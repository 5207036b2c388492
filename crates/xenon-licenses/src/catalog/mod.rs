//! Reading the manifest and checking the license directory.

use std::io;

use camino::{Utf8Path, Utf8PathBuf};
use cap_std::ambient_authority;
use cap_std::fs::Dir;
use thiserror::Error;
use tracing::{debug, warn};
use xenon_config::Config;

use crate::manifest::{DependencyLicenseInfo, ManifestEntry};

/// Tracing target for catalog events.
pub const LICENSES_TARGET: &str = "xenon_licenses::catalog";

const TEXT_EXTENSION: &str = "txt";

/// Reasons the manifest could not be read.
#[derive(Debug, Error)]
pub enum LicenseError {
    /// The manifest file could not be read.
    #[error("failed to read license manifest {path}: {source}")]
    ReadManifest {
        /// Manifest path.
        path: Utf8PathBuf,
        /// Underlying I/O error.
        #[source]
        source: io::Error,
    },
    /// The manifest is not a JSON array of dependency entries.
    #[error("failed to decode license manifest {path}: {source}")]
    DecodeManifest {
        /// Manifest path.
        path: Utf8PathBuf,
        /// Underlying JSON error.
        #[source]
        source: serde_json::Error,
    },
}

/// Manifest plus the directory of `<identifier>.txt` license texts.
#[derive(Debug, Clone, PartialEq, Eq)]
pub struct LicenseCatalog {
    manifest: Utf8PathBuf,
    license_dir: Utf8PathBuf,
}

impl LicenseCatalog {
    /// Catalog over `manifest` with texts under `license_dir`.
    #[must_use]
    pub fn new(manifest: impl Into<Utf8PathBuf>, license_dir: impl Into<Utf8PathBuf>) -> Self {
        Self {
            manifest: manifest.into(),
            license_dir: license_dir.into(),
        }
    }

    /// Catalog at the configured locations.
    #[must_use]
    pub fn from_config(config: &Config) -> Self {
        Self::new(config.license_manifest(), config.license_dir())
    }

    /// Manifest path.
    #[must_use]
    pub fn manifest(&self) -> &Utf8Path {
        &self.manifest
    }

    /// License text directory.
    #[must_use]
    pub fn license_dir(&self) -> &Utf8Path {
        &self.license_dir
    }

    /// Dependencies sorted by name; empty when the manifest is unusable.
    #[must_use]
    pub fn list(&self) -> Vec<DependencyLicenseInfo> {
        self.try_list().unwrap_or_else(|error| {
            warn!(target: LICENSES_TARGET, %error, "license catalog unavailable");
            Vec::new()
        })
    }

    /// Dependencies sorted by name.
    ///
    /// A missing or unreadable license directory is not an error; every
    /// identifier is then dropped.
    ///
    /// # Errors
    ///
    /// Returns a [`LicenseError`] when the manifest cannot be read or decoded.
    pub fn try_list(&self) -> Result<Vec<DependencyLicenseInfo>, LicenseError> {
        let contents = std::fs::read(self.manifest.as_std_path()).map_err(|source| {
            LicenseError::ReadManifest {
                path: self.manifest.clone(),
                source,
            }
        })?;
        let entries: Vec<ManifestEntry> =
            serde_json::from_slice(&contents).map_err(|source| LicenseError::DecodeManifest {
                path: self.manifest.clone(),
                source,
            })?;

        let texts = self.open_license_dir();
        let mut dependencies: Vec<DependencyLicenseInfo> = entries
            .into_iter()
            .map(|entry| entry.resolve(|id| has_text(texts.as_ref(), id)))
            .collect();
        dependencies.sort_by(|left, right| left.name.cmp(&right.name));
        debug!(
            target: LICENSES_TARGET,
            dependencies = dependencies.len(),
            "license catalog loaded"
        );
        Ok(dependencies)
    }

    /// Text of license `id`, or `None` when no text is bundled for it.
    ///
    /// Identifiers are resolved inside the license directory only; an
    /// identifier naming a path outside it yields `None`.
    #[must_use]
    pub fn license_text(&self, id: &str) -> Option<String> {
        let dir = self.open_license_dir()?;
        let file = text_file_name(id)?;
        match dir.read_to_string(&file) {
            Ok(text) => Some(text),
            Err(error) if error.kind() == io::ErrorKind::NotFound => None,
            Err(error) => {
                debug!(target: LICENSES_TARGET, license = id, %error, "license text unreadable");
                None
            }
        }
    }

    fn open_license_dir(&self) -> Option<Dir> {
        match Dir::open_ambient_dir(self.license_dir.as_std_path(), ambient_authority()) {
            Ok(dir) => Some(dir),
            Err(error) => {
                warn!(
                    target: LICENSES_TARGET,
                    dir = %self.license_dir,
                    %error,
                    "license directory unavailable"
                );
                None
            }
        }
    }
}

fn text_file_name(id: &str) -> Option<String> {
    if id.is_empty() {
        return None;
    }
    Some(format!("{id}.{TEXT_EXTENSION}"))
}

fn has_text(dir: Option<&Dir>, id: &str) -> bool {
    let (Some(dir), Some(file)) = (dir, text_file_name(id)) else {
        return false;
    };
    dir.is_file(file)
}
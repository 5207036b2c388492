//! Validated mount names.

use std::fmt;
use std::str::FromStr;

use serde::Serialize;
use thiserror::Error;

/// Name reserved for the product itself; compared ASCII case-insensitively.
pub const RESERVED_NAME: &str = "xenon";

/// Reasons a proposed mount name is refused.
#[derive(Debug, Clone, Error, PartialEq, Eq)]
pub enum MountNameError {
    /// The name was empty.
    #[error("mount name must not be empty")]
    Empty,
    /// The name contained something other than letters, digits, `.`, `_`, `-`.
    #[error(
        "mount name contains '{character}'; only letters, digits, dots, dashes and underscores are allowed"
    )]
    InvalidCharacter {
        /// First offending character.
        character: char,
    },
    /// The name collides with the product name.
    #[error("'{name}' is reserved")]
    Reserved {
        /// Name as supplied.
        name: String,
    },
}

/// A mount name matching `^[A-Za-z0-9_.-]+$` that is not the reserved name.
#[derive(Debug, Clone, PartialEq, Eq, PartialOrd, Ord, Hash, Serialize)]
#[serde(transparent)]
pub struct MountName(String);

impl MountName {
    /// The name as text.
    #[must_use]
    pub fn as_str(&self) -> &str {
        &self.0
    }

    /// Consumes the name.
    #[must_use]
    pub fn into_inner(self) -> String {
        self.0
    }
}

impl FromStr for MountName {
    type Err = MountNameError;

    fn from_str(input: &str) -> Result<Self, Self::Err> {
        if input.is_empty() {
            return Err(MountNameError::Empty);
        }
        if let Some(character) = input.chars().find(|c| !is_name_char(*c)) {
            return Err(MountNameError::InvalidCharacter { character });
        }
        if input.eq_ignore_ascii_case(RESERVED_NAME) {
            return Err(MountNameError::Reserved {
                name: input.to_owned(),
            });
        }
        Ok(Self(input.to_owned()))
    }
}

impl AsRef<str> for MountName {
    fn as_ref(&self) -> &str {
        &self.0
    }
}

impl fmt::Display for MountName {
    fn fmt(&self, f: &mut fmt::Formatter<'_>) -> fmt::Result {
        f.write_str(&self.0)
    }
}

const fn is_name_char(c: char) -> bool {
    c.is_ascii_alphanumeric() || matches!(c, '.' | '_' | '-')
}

# BRIEF
Keep every word the same and copy out all of the entries.

# REPLY
repository 5207036b2c388492
filename crates/xenon-licenses/src/catalog/mod.rs
//! Reading the manifest and checking the license directory.

use std::io;

use camino::{Utf8Path, Utf8PathBuf};
use cap_std::ambient_authority;
use cap_std::fs::Dir;
use thiserror::Error;
use tracing::{debug, warn};
use xenon_config::Config;

use crate::manifest::{DependencyLicenseInfo, ManifestEntry};

/// Tracing target for catalog events.
pub const LICENSES_TARGET: &str = "xenon_licenses::catalog";

const TEXT_EXTENSION: &str = "txt";

/// Reasons the manifest could not be read.
#[derive(Debug, Error)]
pub enum LicenseError {
    /// The manifest file could not be read.
    #[error("failed to read license manifest {path}: {source}")]
    ReadManifest {
        /// Manifest path.
        path: Utf8PathBuf,
        /// Underlying I/O error.
        #[source]
        source: io::Error,
    },
    /// The manifest is not a JSON array of dependency entries.
    #[error("failed to decode license manifest {path}: {source}")]
    DecodeManifest {
        /// Manifest path.
        path: Utf8PathBuf,
        /// Underlying JSON error.
        #[source]
        source: serde_json::Error,
    },
}

/// Manifest plus the directory of `<identifier>.txt` license texts.
#[derive(Debug, Clone, PartialEq, Eq)]
pub struct LicenseCatalog {
    manifest: Utf8PathBuf,
    license_dir: Utf8PathBuf,
}

impl LicenseCatalog {
    /// Catalog over `manifest` with texts under `license_dir`.
    #[must_use]
    pub fn new(manifest: impl Into<Utf8PathBuf>, license_dir: impl Into<Utf8PathBuf>) -> Self {
        Self {
            manifest: manifest.into(),
            license_dir: license_dir.into(),
        }
    }

    /// Catalog at the configured locations.
    #[must_use]
    pub fn from_config(config: &Config) -> Self {
        Self::new(config.license_manifest(), config.license_dir())
    }

    /// Manifest path.
    #[must_use]
    pub fn manifest(&self) -> &Utf8Path {
        &self.manifest
    }

    /// License text directory.
    #[must_use]
    pub fn license_dir(&self) -> &Utf8Path {
        &self.license_dir
    }

    /// Dependencies sorted by name; empty when the manifest is unusable.
    #[must_use]
    pub fn list(&self) -> Vec<DependencyLicenseInfo> {
        self.try_list().unwrap_or_else(|error| {
            warn!(target: LICENSES_TARGET, %error, "license catalog unavailable");
            Vec::new()
        })
    }

    /// Dependencies sorted by name.
    ///
    /// A missing or unreadable license directory is not an error; every
    /// identifier is then dropped.
    ///
    /// # Errors
    ///
    /// Returns a [`LicenseError`] when the manifest cannot be read or decoded.
    pub fn try_list(&self) -> Result<Vec<DependencyLicenseInfo>, LicenseError> {
        let contents = std::fs::read(self.manifest.as_std_path()).map_err(|source| {
            LicenseError::ReadManifest {
                path: self.manifest.clone(),
                source,
            }
        })?;
        let entries: Vec<ManifestEntry> =
            serde_json::from_slice(&contents).map_err(|source| LicenseError::DecodeManifest {
                path: self.manifest.clone(),
                source,
            })?;

        let texts = self.open_license_dir();
        let mut dependencies: Vec<DependencyLicenseInfo> = entries
            .into_iter()
            .map(|entry| entry.resolve(|id| has_text(texts.as_ref(), id)))
            .collect();
        dependencies.sort_by(|left, right| left.name.cmp(&right.name));
        debug!(
            target: LICENSES_TARGET,
            dependencies = dependencies.len(),
            "license catalog loaded"
        );
        Ok(dependencies)
    }

    /// Text of license `id`, or `None` when no text is bundled for it.
    ///
    /// Identifiers are resolved inside the license directory only; an
    /// identifier naming a path outside it yields `None`.
    #[must_use]
    pub fn license_text(&self, id: &str) -> Option<String> {
        let dir = self.open_license_dir()?;
        let file = text_file_name(id)?;
        match dir.read_to_string(&file) {
            Ok(text) => Some(text),
            Err(error) if error.kind() == io::ErrorKind::NotFound => None,
            Err(error) => {
                debug!(target: LICENSES_TARGET, license = id, %error, "license text unreadable");
                None
            }
        }
    }

    fn open_license_dir(&self) -> Option<Dir> {
        match Dir::open_ambient_dir(self.license_dir.as_std_path(), ambient_authority()) {
            Ok(dir) => Some(dir),
            Err(error) => {
                warn!(
                    target: LICENSES_TARGET,
                    dir = %self.license_dir,
                    %error,
                    "license directory unavailable"
                );
                None
            }
        }
    }
}

fn text_file_name(id: &str) -> Option<String> {
    if id.is_empty() {
        return None;
    }
    Some(format!("{id}.{TEXT_EXTENSION}"))
}

fn has_text(dir: Option<&Dir>, id: &str) -> bool {
    let (Some(dir), Some(file)) = (dir, text_file_name(id)) else {
        return false;
    };
    dir.is_file(file)
}
repository 5207036b2c388492
//! Validated mount names.

use std::fmt;
use std::str::FromStr;

use serde::Serialize;
use thiserror::Error;

/// Name reserved for the product itself; compared ASCII case-insensitively.
pub const RESERVED_NAME: &str = "xenon";

/// Reasons a proposed mount name is refused.
#[derive(Debug, Clone, Error, PartialEq, Eq)]
pub enum MountNameError {
    /// The name was empty.
    #[error("mount name must not be empty")]
    Empty,
    /// The name contained something other than letters, digits, `.`, `_`, `-`.
    #[error(
        "mount name contains '{character}'; only letters, digits, dots, dashes and underscores are allowed"
    )]
    InvalidCharacter {
        /// First offending character.
        character: char,
    },
    /// The name collides with the product name.
    #[error("'{name}' is reserved")]
    Reserved {
        /// Name as supplied.
        name: String,
    },
}

/// A mount name matching `^[A-Za-z0-9_.-]+$` that is not the reserved name.
#[derive(Debug, Clone, PartialEq, Eq, PartialOrd, Ord, Hash, Serialize)]
#[serde(transparent)]
pub struct MountName(String);

impl MountName {
    /// The name as text.
    #[must_use]
    pub fn as_str(&self) -> &str {
        &self.0
    }

    /// Consumes the name.
    #[must_use]
    pub fn into_inner(self) -> String {
        self.0
    }
}

impl FromStr for MountName {
    type Err = MountNameError;

    fn from_str(input: &str) -> Result<Self, Self::Err> {
        if input.is_empty() {
            return Err(MountNameError::Empty);
        }
        if let Some(character) = input.chars().find(|c| !is_name_char(*c)) {
            return Err(MountNameError::InvalidCharacter { character });
        }
        if input.eq_ignore_ascii_case(RESERVED_NAME) {
            return Err(MountNameError::Reserved {
                name: input.to_owned(),
            });
        }
        Ok(Self(input.to_owned()))
    }
}

impl AsRef<str> for MountName {
    fn as_ref(&self) -> &str {
        &self.0
    }
}

impl fmt::Display for MountName {
    fn fmt(&self, f: &mut fmt::Formatter<'_>) -> fmt::Result {
        f.write_str(&self.0)
    }
}

const fn is_name_char(c: char) -> bool {
    c.is_ascii_alphanumeric() || matches!(c, '.' | '_' | '-')
}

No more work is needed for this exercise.